PROMPT: For the word "Creates", count the lines of the data that include it and give only the total.

++++++++++

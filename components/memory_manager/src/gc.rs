//! The collector seam.
//!
//! The allocator never traces objects itself. It only needs to know whether
//! a collection may run right now and how to ask for a full one when the raw
//! allocator fails.

use crate::heap::{Block, Heap, RawAllocator};
use tracing::trace;

/// What the allocator needs from the garbage collector.
pub trait Collector<A: RawAllocator> {
    /// True once the runtime state is fully built. Before that no
    /// collection can run.
    fn is_complete(&self) -> bool;

    /// True while a collection step is already running; a nested emergency
    /// collection is not allowed then.
    fn is_collecting(&self) -> bool;

    /// Run a full collection, freeing unreachable blocks through `heap`.
    /// `emergency` collections must not run finalizers or shrink anything.
    fn full_collection(&mut self, heap: &mut Heap<A>, emergency: bool);
}

/// A collector that never frees anything.
///
/// Useful for hosts that manage lifetimes themselves and for tests that only
/// care about accounting.
#[derive(Debug, Default, Clone, Copy, PartialEq, Eq)]
pub struct NoopCollector {
    complete: bool,
    collecting: bool,
}

impl NoopCollector {
    /// A collector whose state is fully built.
    pub fn ready() -> Self {
        Self {
            complete: true,
            collecting: false,
        }
    }

    /// A collector whose state is still being built.
    pub fn building() -> Self {
        Self::default()
    }

    /// Mark a collection as in progress (or finished).
    pub fn set_collecting(&mut self, collecting: bool) {
        self.collecting = collecting;
    }
}

impl<A: RawAllocator> Collector<A> for NoopCollector {
    fn is_complete(&self) -> bool {
        self.complete
    }

    fn is_collecting(&self) -> bool {
        self.collecting
    }

    fn full_collection(&mut self, _heap: &mut Heap<A>, _emergency: bool) {}
}

/// A collector over an explicit list of unreachable blocks.
///
/// Blocks handed to [`GarbageList::discard`] stay allocated until the next
/// full collection releases them. Hosts that know object lifetimes up front
/// use this to batch their frees behind the collector.
#[derive(Debug, Default)]
pub struct GarbageList {
    pending: Vec<(Block, usize)>,
    collections: usize,
}

impl GarbageList {
    /// An empty list.
    pub fn new() -> Self {
        Self::default()
    }

    /// Queue `block` of `size` bytes for release at the next collection.
    pub fn discard(&mut self, block: Block, size: usize) {
        self.pending.push((block, size));
    }

    /// Bytes waiting to be released.
    pub fn pending_bytes(&self) -> usize {
        self.pending.iter().map(|&(_, size)| size).sum()
    }

    /// Full collections run so far.
    pub fn collections(&self) -> usize {
        self.collections
    }
}

impl<A: RawAllocator> Collector<A> for GarbageList {
    fn is_complete(&self) -> bool {
        true
    }

    fn is_collecting(&self) -> bool {
        false
    }

    fn full_collection(&mut self, heap: &mut Heap<A>, emergency: bool) {
        self.collections += 1;
        trace!(
            blocks = self.pending.len(),
            emergency,
            "releasing discarded blocks"
        );
        for (block, size) in self.pending.drain(..) {
            // SAFETY: `discard` callers hand over live blocks of this heap
            unsafe { heap.free(block, size) };
        }
    }
}
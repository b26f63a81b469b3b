//! Bytecode system for the Sol virtual machine
//!
//! This crate provides the register instruction set, compiled function
//! prototypes and the compressed line table that maps instructions back to
//! source lines.
//!
//! # Features
//!
//! - 83-opcode register instruction set with static mode properties
//! - Fixed-width 32-bit instruction encoding
//! - Immutable, shareable function prototypes
//! - Line-table encoding (builder) and decoding (lookups, valid lines)
//!
//! # Example
//!
//! ```
//! use bytecode_system::{Instruction, Opcode, ProtoBuilder};
//!
//! let mut builder = ProtoBuilder::new().source("@main.sol").lines(0, 0);
//! let k = builder.add_constant("hello".into());
//! builder.emit(Instruction::abx(Opcode::LoadK, 0, k as u32), 1);
//! builder.emit(Instruction::abc(Opcode::Return1, 0, 0, 0), 2);
//! builder.add_local("greeting", 1, 2);
//!
//! let proto = builder.build();
//! assert_eq!(proto.line_for(1), Some(2));
//! assert_eq!(proto.local_name(1, 1), Some("greeting"));
//! ```

#![warn(missing_docs)]
#![warn(clippy::all)]

pub mod instruction;
pub mod line_table;
pub mod opcode;
pub mod proto;
pub mod tagmethod;

// Re-export main types at crate root
pub use instruction::{Instruction, MAXARG_ABC, MAXARG_AX, MAXARG_BX, OFFSET_SBX, OFFSET_SC, OFFSET_SJ};
pub use line_table::{AbsLineInfo, ABS_LINE_INFO, LINE_DIFF_LIMIT, MAX_INSTRUCTIONS_WITHOUT_ABS};
pub use opcode::{OpMode, Opcode, NUM_OPCODES};
pub use proto::{LocVar, Proto, ProtoBuilder, UpvalDesc};
pub use tagmethod::TagMethod;
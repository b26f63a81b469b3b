//! Introspection and debugging engine for the Sol virtual machine.
//!
//! This crate provides the debugging surface of the interpreter:
//! - Per-thread state: value stack, call-frame chain and hook registration
//! - Symbolic name resolution over bytecode
//! - Stack-level queries, local variable access and function descriptions
//! - Call/return/line/count hook dispatch, including yields from hooks
//! - Runtime error messages that name the offending variable
//!
//! # Example
//!
//! ```
//! use bytecode_system::{Instruction, Opcode, ProtoBuilder};
//! use debug_engine::{CallStatus, Closure, ThreadState};
//! use std::rc::Rc;
//!
//! let mut builder = ProtoBuilder::new().source("@main.sol").lines(0, 0);
//! builder.emit(Instruction::abc(Opcode::Return0, 0, 0, 0), 1);
//! let main = Rc::new(builder.build());
//!
//! let mut state = ThreadState::new();
//! let function = state.register_closure(Closure::with_nil_upvalues(main));
//! let slot = state.top();
//! state.push(function);
//! state.push_script_frame(slot, CallStatus::empty()).unwrap();
//!
//! let frame = state.frame_at(0).unwrap();
//! let info = state.function_description(frame).unwrap();
//! assert_eq!(info.short_src, "main.sol");
//! assert_eq!(info.current_line, Some(1));
//! ```

#![warn(missing_docs)]
#![warn(clippy::all)]

pub mod call_frame;
pub mod closure;
pub mod context;
pub mod errors;
pub mod hooks;
pub mod resolver;
pub mod walker;

// Re-export main types at crate root
pub use call_frame::{CallFrame, CallStatus, FrameId, FrameKind, Transfer, BASE_FRAME};
pub use closure::{new_upvalue_handle, Closure, FunctionObject, Upvalue, UpvalueHandle};
pub use context::{ErrorHandler, ThreadState, ThreadStatus, MIN_STACK};
pub use errors::{add_info, ValueRef};
pub use hooks::{Hook, HookAction, HookEvent, HookMask, HookRecord};
pub use resolver::{describe, find_set_reg, func_name_from_code, NameKind, VarName, ENV_NAME};
pub use walker::{FuncInfo, FunctionKind};
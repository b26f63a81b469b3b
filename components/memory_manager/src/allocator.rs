//! The allocation choke point.
//!
//! [`MemoryManager`] owns the raw allocator (inside a [`Heap`]) and the
//! collector. Every size it moves is charged to the heap's debt counter:
//! `new - old` after a successful allocate/resize, `-old` after a free, and
//! nothing after a failure.

use crate::config::MemoryConfig;
use crate::error::MemoryError;
use crate::gc::Collector;
use crate::heap::{Block, Heap, RawAllocator};
use tracing::{debug, warn};

/// Counters describing what the allocator has done so far.
#[derive(Debug, Default, Clone, Copy, PartialEq, Eq)]
pub struct MemoryStats {
    /// Successful raw calls that produced or resized a block
    pub reallocations: usize,
    /// Emergency full collections triggered by failed allocations
    pub emergency_collections: usize,
    /// Allocations that failed even after the retry
    pub failures: usize,
}

/// Collector-aware allocation front end.
pub struct MemoryManager<A: RawAllocator, C: Collector<A>> {
    heap: Heap<A>,
    collector: C,
    config: MemoryConfig,
    stats: MemoryStats,
}

impl<A: RawAllocator, C: Collector<A>> MemoryManager<A, C> {
    /// Creates a manager with the default configuration.
    pub fn new(raw: A, collector: C) -> Self {
        Self::with_config(raw, collector, MemoryConfig::default())
    }

    /// Creates a manager with an explicit configuration.
    pub fn with_config(raw: A, collector: C, config: MemoryConfig) -> Self {
        MemoryManager {
            heap: Heap::new(raw),
            collector,
            config,
            stats: MemoryStats::default(),
        }
    }

    /// Current collector debt in bytes.
    pub fn debt(&self) -> isize {
        self.heap.debt()
    }

    /// The heap (raw allocator plus debt).
    pub fn heap(&self) -> &Heap<A> {
        &self.heap
    }

    /// The heap, mutably. Collectors use this to move their baseline.
    pub fn heap_mut(&mut self) -> &mut Heap<A> {
        &mut self.heap
    }

    /// The collector.
    pub fn collector(&self) -> &C {
        &self.collector
    }

    /// The collector, mutably.
    pub fn collector_mut(&mut self) -> &mut C {
        &mut self.collector
    }

    /// The configuration in effect.
    pub fn config(&self) -> &MemoryConfig {
        &self.config
    }

    /// Allocation counters.
    pub fn stats(&self) -> MemoryStats {
        self.stats
    }

    /// An emergency collection is only possible once the runtime is fully
    /// built and no collection step is already running.
    fn can_try_again(&self) -> bool {
        self.collector.is_complete() && !self.collector.is_collecting()
    }

    /// First raw attempt. In stress mode every attempt that could be
    /// retried fails, so each allocation runs an emergency collection.
    unsafe fn first_try(&mut self, block: Block, old_size: usize, new_size: usize) -> Block {
        if self.config.emergency_gc_stress && new_size > 0 && self.can_try_again() {
            None
        } else {
            self.heap.call_raw(block, old_size, new_size)
        }
    }

    /// Run one emergency full collection and retry the raw call once.
    unsafe fn try_again(&mut self, block: Block, old_size: usize, new_size: usize) -> Block {
        if !self.can_try_again() {
            return None;
        }
        debug!(old_size, new_size, "allocation failed; running emergency collection");
        self.stats.emergency_collections += 1;
        self.collector.full_collection(&mut self.heap, true);
        self.heap.call_raw(block, old_size, new_size)
    }

    /// Resize `block` from `old_size` to `new_size`, returning `None` when
    /// the raw allocator fails even after an emergency collection.
    ///
    /// On failure the debt is left untouched and `block` stays valid.
    ///
    /// # Safety
    ///
    /// `block` must be live and allocated through this manager with
    /// `old_size` bytes, or be `None` with `old_size` carrying a tag.
    pub unsafe fn try_realloc(
        &mut self,
        block: Block,
        old_size: usize,
        new_size: usize,
    ) -> Option<Block> {
        debug_assert!(block.is_none() || old_size > 0, "a live block must have a size");
        let mut new_block = self.first_try(block, old_size, new_size);
        if new_block.is_none() && new_size > 0 {
            new_block = self.try_again(block, old_size, new_size);
            if new_block.is_none() {
                self.stats.failures += 1;
                warn!(old_size, new_size, "allocation failed after emergency collection");
                return None;
            }
        }
        debug_assert_eq!(new_size == 0, new_block.is_none());
        let charged_old = if block.is_some() { old_size } else { 0 };
        self.heap.charge(charged_old, new_size);
        if new_size > 0 {
            self.stats.reallocations += 1;
        }
        Some(new_block)
    }

    /// Like [`try_realloc`](Self::try_realloc), failing with
    /// [`MemoryError::OutOfMemory`].
    ///
    /// # Safety
    ///
    /// Same contract as [`try_realloc`](Self::try_realloc).
    pub unsafe fn realloc(
        &mut self,
        block: Block,
        old_size: usize,
        new_size: usize,
    ) -> Result<Block, MemoryError> {
        self.try_realloc(block, old_size, new_size)
            .ok_or(MemoryError::OutOfMemory)
    }

    /// Run a regular (non-emergency) full collection.
    pub fn full_collection(&mut self) {
        self.collector.full_collection(&mut self.heap, false);
    }

    /// Free `block` of `old_size` bytes. Never fails.
    ///
    /// # Safety
    ///
    /// `block` must be live and allocated through this manager with
    /// `old_size` bytes. `old_size` is 0 exactly when `block` is `None`.
    pub unsafe fn free(&mut self, block: Block, old_size: usize) {
        self.heap.free(block, old_size);
    }

    /// Allocate `size` bytes, returning `None` on failure.
    pub fn try_allocate(&mut self, size: usize) -> Option<Block> {
        // SAFETY: a fresh allocation passes no live block
        unsafe { self.try_realloc(None, 0, size) }
    }

    /// Allocate `size` bytes. A zero size yields the null block.
    pub fn allocate(&mut self, size: usize) -> Result<Block, MemoryError> {
        self.allocate_tagged(size, 0)
    }

    /// Allocate `size` bytes, passing `tag` to the raw allocator in the old
    /// size slot to classify the allocation site. The tag is not charged.
    pub fn allocate_tagged(&mut self, size: usize, tag: usize) -> Result<Block, MemoryError> {
        if size == 0 {
            return Ok(None);
        }
        // SAFETY: a fresh allocation passes no live block; `tag` is only a label
        unsafe { self.realloc(None, tag, size) }
    }
}

impl<A: RawAllocator + std::fmt::Debug, C: Collector<A> + std::fmt::Debug> std::fmt::Debug
    for MemoryManager<A, C>
{
    fn fmt(&self, f: &mut std::fmt::Formatter<'_>) -> std::fmt::Result {
        f.debug_struct("MemoryManager")
            .field("heap", &self.heap)
            .field("collector", &self.collector)
            .field("config", &self.config)
            .field("stats", &self.stats)
            .finish()
    }
}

++++++++++

ANSWER BOX: 2